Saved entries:
------
//! Execution of prepared statements and retrieval of their rows.

use std::cell::RefCell;
use std::collections::HashMap;
use std::collections::hash_map::Entry;
use std::rc::Rc;

use indexmap::IndexMap;

use crate::client::{BoundParam, QueryResult, check_result, unallocate_statement};
use crate::connection::ConnInner;
use crate::error::{Error, GENERAL_SQLSTATE};
use crate::statement::{Statement, StatementRecord, prepare_record};
use crate::types::{Oid, Value, oid};

/// One execution of a prepared statement and its materialized rows.
///
/// The row cursor only moves forward. While a result set runs under the
/// statement's primary prepared name that name is marked busy, so another
/// execution of the same statement prepares and runs under an alternate
/// name; dropping the result set releases whichever name it used.
pub struct ResultSet {
    record: Rc<RefCell<StatementRecord>>,
    result: Box<dyn QueryResult>,
    /// Prepared name this execution ran under. Differs from the record's
    /// primary name when the primary was busy at construction.
    exec_name: String,
    columns: Rc<Vec<String>>,
    cursor: usize,
}

impl ResultSet {
    /// Execute `statement`, binding parameters by substitution-variable
    /// name. A name missing from the map (or a `None` map) binds SQL NULL.
    pub fn new(
        statement: &Statement,
        params: Option<&HashMap<String, Value>>,
    ) -> Result<ResultSet, Error> {
        let record = Rc::clone(statement.record());
        let conn = record
            .borrow()
            .conn
            .clone()
            .ok_or_else(|| Error::Internal("statement record is frozen".into()))?;

        // Settle which prepared name this execution runs under. A busy
        // primary forces a freshly prepared alternate; an idle primary is
        // claimed, re-preparing it first if declared types changed since.
        let busy = record.borrow().busy;
        let (exec_name, claimed) = if busy {
            let name = conn.borrow_mut().next_statement_name();
            prepare_record(&record, Some(&name))?;
            (name, false)
        } else {
            record.borrow_mut().busy = true;
            if record.borrow().types_changed {
                if let Err(err) = resettle_primary(&record, &conn) {
                    record.borrow_mut().busy = false;
                    return Err(err);
                }
            }
            (record.borrow().prepared_name.clone(), true)
        };

        match execute(&record, &conn, &exec_name, params) {
            Ok((result, columns)) => Ok(ResultSet {
                record,
                result,
                exec_name,
                columns,
                cursor: 0,
            }),
            Err(err) => {
                if claimed {
                    record.borrow_mut().busy = false;
                } else if let Ok(client) = conn.borrow_mut().client_mut() {
                    // the alternate was prepared just for this execution
                    unallocate_statement(client, &exec_name);
                }
                Err(err)
            }
        }
    }

    /// Disambiguated column names of this execution.
    #[must_use]
    pub fn columns(&self) -> &[String] {
        &self.columns
    }

    /// The next row as positional values, NULL cells included as
    /// [`Value::Null`]. `None` once the rows are exhausted; a zero-column
    /// result never yields any.
    pub fn next_row(&mut self) -> Option<Vec<Value>> {
        let row = self.advance()?;
        let mut out = Vec::with_capacity(self.columns.len());
        for col in 0..self.columns.len() {
            out.push(self.cell(row, col));
        }
        Some(out)
    }

    /// The next row keyed by disambiguated column name, NULL cells omitted.
    pub fn next_row_map(&mut self) -> Option<IndexMap<String, Value>> {
        let row = self.advance()?;
        let mut out = IndexMap::new();
        for (col, name) in self.columns.iter().enumerate() {
            let value = self.cell(row, col);
            if !value.is_null() {
                out.insert(name.clone(), value);
            }
        }
        Some(out)
    }

    /// Affected-row count reported by the server; 0 when the command has no
    /// such count.
    #[must_use]
    pub fn rowcount(&self) -> u64 {
        self.result.cmd_tuples().parse().unwrap_or(0)
    }

    fn advance(&mut self) -> Option<usize> {
        if self.cursor >= self.result.ntuples() || self.columns.is_empty() {
            return None;
        }
        let row = self.cursor;
        self.cursor += 1;
        Some(row)
    }

    fn cell(&self, row: usize, col: usize) -> Value {
        if self.result.is_null(row, col) {
            return Value::Null;
        }
        let raw = self.result.value(row, col);
        if self.result.field_type(col) == oid::BYTEA {
            Value::Bytes(decode_bytea(raw))
        } else {
            Value::Text(String::from_utf8_lossy(raw).into_owned())
        }
    }
}

impl Drop for ResultSet {
    fn drop(&mut self) {
        let (primary, conn) = {
            let rec = self.record.borrow();
            (rec.prepared_name == self.exec_name, rec.conn.clone())
        };
        if primary {
            self.record.borrow_mut().busy = false;
        } else if let Some(conn) = conn {
            if let Ok(mut guard) = conn.try_borrow_mut() {
                if let Ok(client) = guard.client_mut() {
                    unallocate_statement(client, &self.exec_name);
                }
            }
        }
    }
}

impl std::fmt::Debug for ResultSet {
    fn fmt(&self, f: &mut std::fmt::Formatter<'_>) -> std::fmt::Result {
        f.debug_struct("ResultSet")
            .field("exec_name", &self.exec_name)
            .field("columns", &self.columns.len())
            .field("cursor", &self.cursor)
            .finish()
    }
}

/// Throw away the stale primary preparation and prepare the text again
/// under a fresh primary name.
fn resettle_primary(
    record: &Rc<RefCell<StatementRecord>>,
    conn: &Rc<RefCell<ConnInner>>,
) -> Result<(), Error> {
    let fresh = {
        let mut guard = conn.borrow_mut();
        let old = record.borrow().prepared_name.clone();
        unallocate_statement(guard.client_mut()?, &old);
        guard.next_statement_name()
    };
    record.borrow_mut().prepared_name = fresh;
    prepare_record(record, None)?;
    record.borrow_mut().types_changed = false;
    Ok(())
}

/// Bind every substitution variable and run the prepared statement,
/// refreshing the record's column names from the result description.
fn execute(
    record: &Rc<RefCell<StatementRecord>>,
    conn: &Rc<RefCell<ConnInner>>,
    exec_name: &str,
    params: Option<&HashMap<String, Value>>,
) -> Result<(Box<dyn QueryResult>, Rc<Vec<String>>), Error> {
    let bound = {
        let rec = record.borrow();
        let live = rec.live()?;
        let mut bound = Vec::with_capacity(live.sub_vars.len());
        for (i, name) in live.sub_vars.iter().enumerate() {
            let value = params.and_then(|map| map.get(name));
            let declared = rec.params.get(i).map_or(oid::UNTYPED, |desc| desc.type_oid);
            bound.push(bind_param(value, declared)?);
        }
        bound
    };
    let result = {
        let mut guard = conn.borrow_mut();
        let client = guard.client_mut()?;
        tracing::trace!(name = %exec_name, params = bound.len(), "executing prepared statement");
        let result = client
            .exec_prepared(exec_name, &bound)
            .ok_or_else(|| Error::Connection(client.error_message()))?;
        check_result(&*result)?;
        result
    };
    let columns = Rc::new(disambiguate_columns(&*result));
    record.borrow_mut().set_column_names(Rc::clone(&columns));
    Ok((result, columns))
}

/// Lower one parameter to its wire form per the declared or inferred type.
///
/// Small integers go binary big-endian. Big integers, numerics, and floats
/// go as canonicalized text when the value parses as a number, and as raw
/// text otherwise, leaving the rejection to the server. Binary columns go
/// as raw bytes; everything else is text.
fn bind_param(value: Option<&Value>, declared: Oid) -> Result<BoundParam, Error> {
    let Some(value) = value else {
        return Ok(BoundParam::Null);
    };
    if value.is_null() {
        return Ok(BoundParam::Null);
    }
    match declared {
        oid::INT2 => {
            let int = value.coerce_int().ok_or_else(|| expected_integer(value))?;
            Ok(BoundParam::Binary((int as i16).to_be_bytes().to_vec()))
        }
        oid::INT4 => {
            let int = value.coerce_int().ok_or_else(|| expected_integer(value))?;
            Ok(BoundParam::Binary((int as i32).to_be_bytes().to_vec()))
        }
        oid::INT8 | oid::NUMERIC => match value.coerce_int() {
            Some(int) => Ok(BoundParam::Text(int.to_string())),
            None => Ok(text_param(value)),
        },
        oid::FLOAT4 | oid::FLOAT8 => match value.coerce_float() {
            Some(float) => Ok(BoundParam::Text(float.to_string())),
            None => Ok(text_param(value)),
        },
        oid::BYTEA => Ok(BoundParam::Binary(value.render_bytes().unwrap_or_default())),
        _ => Ok(text_param(value)),
    }
}

fn text_param(value: &Value) -> BoundParam {
    BoundParam::Text(value.render_text().unwrap_or_default())
}

fn expected_integer(value: &Value) -> Error {
    Error::usage(
        format!(
            "expected integer but got \"{}\"",
            value.render_text().unwrap_or_default()
        ),
        GENERAL_SQLSTATE,
    )
}

/// Result column names with duplicates disambiguated by a `#n` suffix,
/// where `n` counts occurrences of the colliding name: `[a, a, b, a]`
/// becomes `[a, a#2, b, a#3]`. Suffixed names are probed again, so a
/// literal `a#2` column never collides silently.
fn disambiguate_columns(result: &dyn QueryResult) -> Vec<String> {
    let mut names: HashMap<String, usize> = HashMap::new();
    let mut out = Vec::with_capacity(result.nfields());
    for col in 0..result.nfields() {
        let mut name = result.field_name(col);
        let mut count = 1usize;
        loop {
            match names.entry(name.clone()) {
                Entry::Vacant(slot) => {
                    slot.insert(count);
                    break;
                }
                Entry::Occupied(mut slot) => {
                    count = *slot.get() + 1;
                    *slot.get_mut() = count;
                    name.push_str(&format!("#{count}"));
                }
            }
        }
        out.push(name);
    }
    out
}

/// Undo the server's escape-format rendering of a binary column: `\\` is a
/// backslash, `\nnn` an octal byte, anything else verbatim. A malformed
/// escape keeps its backslash as-is.
fn decode_bytea(raw: &[u8]) -> Vec<u8> {
    let mut out = Vec::with_capacity(raw.len());
    let mut i = 0;
    while i < raw.len() {
        if raw[i] != b'\\' {
            out.push(raw[i]);
            i += 1;
            continue;
        }
        if raw.get(i + 1) == Some(&b'\\') {
            out.push(b'\\');
            i += 2;
            continue;
        }
        let octal = raw
            .get(i + 1..i + 4)
            .filter(|digits| digits.iter().all(|d| (b'0'..=b'7').contains(d)));
        match octal {
            Some(digits) => {
                let value = digits
                    .iter()
                    .fold(0u32, |acc, d| acc * 8 + u32::from(d - b'0'));
                out.push((value & 0xff) as u8);
                i += 4;
            }
            None => {
                out.push(b'\\');
                i += 1;
            }
        }
    }
    out
}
------
- Exercise directions
How many of the lines above include the string "again"? Reply with the number by itself.

- Task answer
2